## [TASK TO CARRY OUT]
Say how many lines in the material below hold the word "Connection", and say nothing else.
+ + +
//! JSON-RPC client for Odoo-compatible ERP servers.
//!
//! Speaks the `/jsonrpc` endpoint: `common.authenticate` for session setup
//! and `object.execute_kw` for everything else. Transport faults are retried
//! with exponential backoff; definitive server faults are surfaced as typed
//! errors immediately.

use std::{
    sync::atomic::{AtomicU64, Ordering},
    time::Duration,
};

use backoff::ExponentialBackoffBuilder;
use parking_lot::Mutex;
use serde_json::{json, Value};
use tracing::{debug, warn};

use crate::{
    cache::ResponseCache,
    core::{ErpClient, ErpError, ErpResult, Kwargs},
};

/// Search results are only cached when bounded by a limit this size or less.
const SEARCH_CACHE_MAX_LIMIT: u64 = 100;

/// Field metadata barely changes; cache it for an hour.
const FIELDS_CACHE_TTL: Duration = Duration::from_secs(3600);

/// Connection settings for an Odoo-compatible server.
#[derive(Debug, Clone)]
pub struct OdooConfig {
    /// Base URL of the server, e.g. `https://erp.example.com`.
    pub url: String,
    /// Database name.
    pub db: String,
    /// Service account login.
    pub username: String,
    /// Service account password or API key.
    pub password: String,
    /// Per-request timeout.
    pub timeout: Duration,
    /// Maximum retry attempts for transport faults.
    pub max_retries: u32,
}

impl OdooConfig {
    fn endpoint(&self) -> String {
        format!("{}/jsonrpc", self.url.trim_end_matches('/'))
    }

    /// Total time window for one logical call including retries.
    fn retry_window(&self) -> Duration {
        self.timeout * self.max_retries.max(1)
    }
}

/// JSON-RPC implementation of [`ErpClient`].
pub struct OdooClient {
    config: OdooConfig,
    http: reqwest::Client,
    uid: Mutex<Option<i64>>,
    request_id: AtomicU64,
    cache: Option<ResponseCache>,
}

impl OdooClient {
    pub fn new(config: OdooConfig) -> ErpResult<Self> {
        let http = reqwest::Client::builder()
            .connect_timeout(Duration::from_secs(10))
            .timeout(config.timeout)
            .build()
            .map_err(|e| ErpError::Connection(format!("failed to build HTTP client: {e}")))?;

        Ok(Self {
            config,
            http,
            uid: Mutex::new(None),
            request_id: AtomicU64::new(1),
            cache: None,
        })
    }

    #[must_use]
    pub fn with_cache(mut self, cache: ResponseCache) -> Self {
        self.cache = Some(cache);
        self
    }

    /// Raw JSON-RPC call without retry.
    async fn call_once(&self, service: &str, method: &str, args: Vec<Value>) -> ErpResult<Value> {
        let id = self.request_id.fetch_add(1, Ordering::Relaxed);
        let payload = json!({
            "jsonrpc": "2.0",
            "method": "call",
            "params": { "service": service, "method": method, "args": args },
            "id": id,
        });

        let response = self
            .http
            .post(self.config.endpoint())
            .json(&payload)
            .send()
            .await
            .map_err(|e| self.transport_error(e))?;

        let body: Value = response
            .json()
            .await
            .map_err(|e| self.transport_error(e))?;

        if let Some(fault) = body.get("error") {
            return Err(classify_fault(fault));
        }

        body.get("result")
            .cloned()
            .ok_or_else(|| ErpError::Protocol("response carried neither result nor error".into()))
    }

    fn transport_error(&self, error: reqwest::Error) -> ErpError {
        if error.is_timeout() {
            ErpError::Timeout(self.config.timeout)
        } else {
            ErpError::Connection(error.to_string())
        }
    }

    /// JSON-RPC call with exponential backoff on retryable faults.
    async fn call(&self, service: &str, method: &str, args: Vec<Value>) -> ErpResult<Value> {
        let backoff = ExponentialBackoffBuilder::new()
            .with_initial_interval(Duration::from_millis(500))
            .with_max_interval(Duration::from_secs(8))
            .with_max_elapsed_time(Some(self.config.retry_window()))
            .build();

        backoff::future::retry(backoff, || async {
            match self.call_once(service, method, args.clone()).await {
                Ok(value) => Ok(value),
                Err(e) if e.is_retryable() => {
                    warn!(service, method, error = %e, "retrying ERP call");
                    Err(backoff::Error::transient(e))
                }
                Err(e) => Err(backoff::Error::permanent(e)),
            }
        })
        .await
    }

    async fn ensure_uid(&self) -> ErpResult<i64> {
        if let Some(uid) = *self.uid.lock() {
            return Ok(uid);
        }

        let result = self
            .call(
                "common",
                "authenticate",
                vec![
                    json!(self.config.db),
                    json!(self.config.username),
                    json!(self.config.password),
                    json!({}),
                ],
            )
            .await?;

        // Odoo answers `false` rather than an error on bad credentials.
        let uid = result.as_i64().ok_or_else(|| {
            ErpError::Auth(format!(
                "authentication rejected for '{}' on database '{}'",
                self.config.username, self.config.db
            ))
        })?;

        *self.uid.lock() = Some(uid);
        debug!(uid, "ERP session established");
        Ok(uid)
    }

    fn cache_policy(&self, method: &str, kwargs: &Kwargs) -> Option<Option<Duration>> {
        match method {
            "fields_get" => Some(Some(FIELDS_CACHE_TTL)),
            "search" => {
                let limit = kwargs.get("limit").and_then(Value::as_u64)?;
                (limit <= SEARCH_CACHE_MAX_LIMIT).then_some(None)
            }
            _ => None,
        }
    }
}

/// Maps a JSON-RPC fault object to the typed error taxonomy.
///
/// Odoo identifies the server-side exception class in `error.data.name`;
/// the outer `error.message` is a generic envelope label.
fn classify_fault(fault: &Value) -> ErpError {
    let name = fault
        .pointer("/data/name")
        .and_then(Value::as_str)
        .unwrap_or_default();
    let detail = fault
        .pointer("/data/message")
        .and_then(Value::as_str)
        .or_else(|| fault.get("message").and_then(Value::as_str))
        .unwrap_or("unknown fault")
        .to_string();

    if name.ends_with("AccessError") || name.ends_with("AccessDenied") {
        ErpError::Permission(detail)
    } else if name.ends_with("ValidationError") || name.ends_with("UserError") {
        ErpError::Validation(detail)
    } else if name.ends_with("SessionExpiredException") {
        ErpError::Auth(detail)
    } else {
        ErpError::Protocol(detail)
    }
}

#[async_trait::async_trait]
impl ErpClient for OdooClient {
    async fn authenticate(&self) -> ErpResult<i64> {
        self.ensure_uid().await
    }

    async fn execute(
        &self,
        model: &str,
        method: &str,
        args: Vec<Value>,
        kwargs: Kwargs,
    ) -> ErpResult<Value> {
        let cache_ttl = self.cache_policy(method, &kwargs);
        let cache_key = match (&self.cache, cache_ttl) {
            (Some(_), Some(_)) => {
                let args_repr = serde_json::to_string(&args).unwrap_or_default();
                let kwargs_repr = serde_json::to_string(&kwargs).unwrap_or_default();
                Some(ResponseCache::make_key(
                    method,
                    &[model, &args_repr, &kwargs_repr],
                ))
            }
            _ => None,
        };

        if let (Some(cache), Some(key)) = (&self.cache, &cache_key) {
            if let Some(hit) = cache.get(key) {
                return Ok(hit);
            }
        }

        let uid = self.ensure_uid().await?;
        debug!(model, method, "executing ERP method");

        let result = self
            .call(
                "object",
                "execute_kw",
                vec![
                    json!(self.config.db),
                    json!(uid),
                    json!(self.config.password),
                    json!(model),
                    json!(method),
                    Value::Array(args),
                    Value::Object(kwargs),
                ],
            )
            .await?;

        if let (Some(cache), Some(key)) = (&self.cache, cache_key) {
            cache.insert(key, result.clone(), cache_ttl.flatten());
        }

        Ok(result)
    }
}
+ + +
## [ANSWER FOR THE TASK]
3